Keiji Nakazawa dies: Author of “Barefoot Gen” was 73

by Michiko Tanaka, Staff Writer

Manga artist Keiji Nakazawa died of lung cancer on December 19 it was learned on December 25. He was 73. Mr. Nakazawa was best known for “Barefoot Gen,” his manga depicting the life of a boy in Hiroshima after the atomic bombing. A native of Hiroshima’s Naka Ward, Mr. Nakazawa died at 2:10 p.m. at Hiroshima City Hospital. A private family funeral was held on December 21. The chief mourner was Mr. Nakazawa’s wife, Misayo.

Mr. Nakazawa was born in what is now Funairi Hon-machi in Naka Ward. At the time of the A-bombing he was 6 years old and on his way to Kanzaki National School, 1.2 km from the hypocenter. He was near the school gate when the bomb was dropped. His father, elder sister and younger brother were killed when their house collapsed on them. He lost his newborn baby sister to malnutrition amid the chaos of postwar Japan.

Mr. Nakazawa moved to Tokyo in 1961 at the age of 21 with the ambition of becoming a manga artist. In 1966, after his first work was published, his mother died. At the crematorium he found that almost nothing was left of her brittle bones. “Did the A-bomb deprive me even of my mother’s bones?” he thought. Filled with rage at the atomic bomb and the United States for dropping it, he resolved to convey the horrors of the atomic bombing and war through his manga. Not long after that he produced “Struck by Black Rain.”

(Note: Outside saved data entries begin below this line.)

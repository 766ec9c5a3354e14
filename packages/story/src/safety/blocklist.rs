use std::collections::HashMap;
use std::path::Path;

use regex::{Regex, RegexBuilder};
use serde::Deserialize;
use tracing::info;

use crate::error::{Result, StoryError};
use crate::models::Lang;

const DEFAULT_BLOCKLIST: &str = include_str!("../../blocklists/default.yaml");

/// One entry of a blocklist file.
#[derive(Debug, Clone, Deserialize)]
pub struct BlocklistRule {
    pub pattern: String,
    pub category: String,
    /// Overrides the reason reported when this rule matches.
    #[serde(default)]
    pub reason: Option<String>,
}

#[derive(Debug)]
pub(crate) struct CompiledRule {
    pub(crate) regex: Regex,
    pub(crate) reason: String,
}

/// Compiled per-language pattern sets.
#[derive(Debug)]
pub struct Blocklist {
    rules: HashMap<Lang, Vec<CompiledRule>>,
}

impl Blocklist {
    /// The built-in pattern sets.
    pub fn default_set() -> Result<Self> {
        Self::from_yaml(DEFAULT_BLOCKLIST)
    }

    /// Parse and compile a YAML document mapping language codes to rule lists.
    pub fn from_yaml(yaml: &str) -> Result<Self> {
        let raw: HashMap<Lang, Vec<BlocklistRule>> =
            serde_yaml_ng::from_str(yaml).map_err(|e| StoryError::Blocklist(e.to_string()))?;

        let mut rules = HashMap::new();
        for (lang, entries) in raw {
            let compiled = entries
                .into_iter()
                .map(compile_rule)
                .collect::<Result<Vec<_>>>()?;
            rules.insert(lang, compiled);
        }

        Ok(Self { rules })
    }

    /// Load a blocklist file, replacing the built-in sets entirely.
    pub fn from_path(path: &Path) -> Result<Self> {
        let yaml = std::fs::read_to_string(path)?;
        let blocklist = Self::from_yaml(&yaml)?;
        info!(path = %path.display(), rules = blocklist.len(), "loaded safety blocklist");
        Ok(blocklist)
    }

    /// Total number of rules across all languages.
    pub fn len(&self) -> usize {
        self.rules.values().map(Vec::len).sum()
    }

    pub fn is_empty(&self) -> bool {
        self.len() == 0
    }

    pub(crate) fn rules_for(&self, lang: Lang) -> &[CompiledRule] {
        self.rules.get(&lang).map(Vec::as_slice).unwrap_or(&[])
    }
}

fn compile_rule(rule: BlocklistRule) -> Result<CompiledRule> {
    if rule.pattern.trim().is_empty() {
        return Err(StoryError::Blocklist("empty pattern".into()));
    }

    let regex = RegexBuilder::new(&rule.pattern)
        .case_insensitive(true)
        .build()
        .map_err(|e| StoryError::Blocklist(format!("pattern '{}': {e}", rule.pattern)))?;

    let reason = rule
        .reason
        .filter(|r| !r.trim().is_empty())
        .unwrap_or_else(|| format!("contains disallowed content ({})", rule.category));

    Ok(CompiledRule { regex, reason })
}

#[cfg(test)]
mod tests {
    use super::*;
    use std::io::Write;

    #[test]
    fn test_default_set_covers_both_languages() {
        let blocklist = Blocklist::default_set().unwrap();
        assert_eq!(blocklist.rules_for(Lang::Sv).len(), 10);
        assert_eq!(blocklist.rules_for(Lang::En).len(), 12);
        assert_eq!(blocklist.len(), 22);
    }

    #[test]
    fn test_rule_order_is_preserved() {
        let blocklist = Blocklist::default_set().unwrap();
        let first = &blocklist.rules_for(Lang::En)[0];
        assert_eq!(first.regex.as_str(), r"\bkill");
    }

    #[test]
    fn test_custom_reason() {
        let yaml = "en:\n  - { pattern: '\\bdragon', category: scary, reason: 'too scary' }\n";
        let blocklist = Blocklist::from_yaml(yaml).unwrap();
        assert_eq!(blocklist.rules_for(Lang::En)[0].reason, "too scary");
        assert!(blocklist.rules_for(Lang::Sv).is_empty());
    }

    #[test]
    fn test_invalid_regex_rejected() {
        let yaml = "en:\n  - { pattern: '(unclosed', category: broken }\n";
        let err = Blocklist::from_yaml(yaml).unwrap_err();
        assert!(matches!(err, StoryError::Blocklist(_)));
        assert!(err.to_string().contains("(unclosed"));
    }

    #[test]
    fn test_unknown_language_rejected() {
        let yaml = "de:\n  - { pattern: '\\btöten', category: violence }\n";
        assert!(matches!(
            Blocklist::from_yaml(yaml),
            Err(StoryError::Blocklist(_))
        ));
    }

    #[test]
    fn test_empty_pattern_rejected() {
        let yaml = "en:\n  - { pattern: '  ', category: nothing }\n";
        assert!(Blocklist::from_yaml(yaml).is_err());
    }

    #[test]
    fn test_from_path() {
        let mut file = tempfile::NamedTempFile::new().unwrap();
        writeln!(file, "sv:\n  - {{ pattern: '\\btroll', category: scary }}").unwrap();
        let blocklist = Blocklist::from_path(file.path()).unwrap();
        assert_eq!(blocklist.len(), 1);
    }

    #[test]
    fn test_from_missing_path() {
        let err = Blocklist::from_path(Path::new("/nonexistent/blocklist.yaml")).unwrap_err();
        assert!(matches!(err, StoryError::Io(_)));
    }
}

In 1973 the serialization of “Barefoot Gen” began in the manga magazine “Weekly Shonen Jump.” While Mr. Nakazawa sometimes suspended work on the series, which was based on his own experiences as an atomic bomb survivor, it eventually filled 10 volumes. The main character, Gen, who grows up as a strong boy in Hiroshima after the A-bombing, struck a chord with readers, and the manga was eventually translated into about 20 languages including English and Russian. This fiscal year the Hiroshima Municipal Board of Education adopted “Barefoot Gen” for use in the school system’s peace education curriculum.

In his later years Mr. Nakazawa’s vision deteriorated as the result of cataracts, and in 2009 he gave up writing. After undergoing surgery for lung cancer in 2010, he moved from Tokorozawa in Saitama Prefecture to Hiroshima and put his energy into talking about his A-bomb experiences at elementary schools and other facilities while battling his cancer.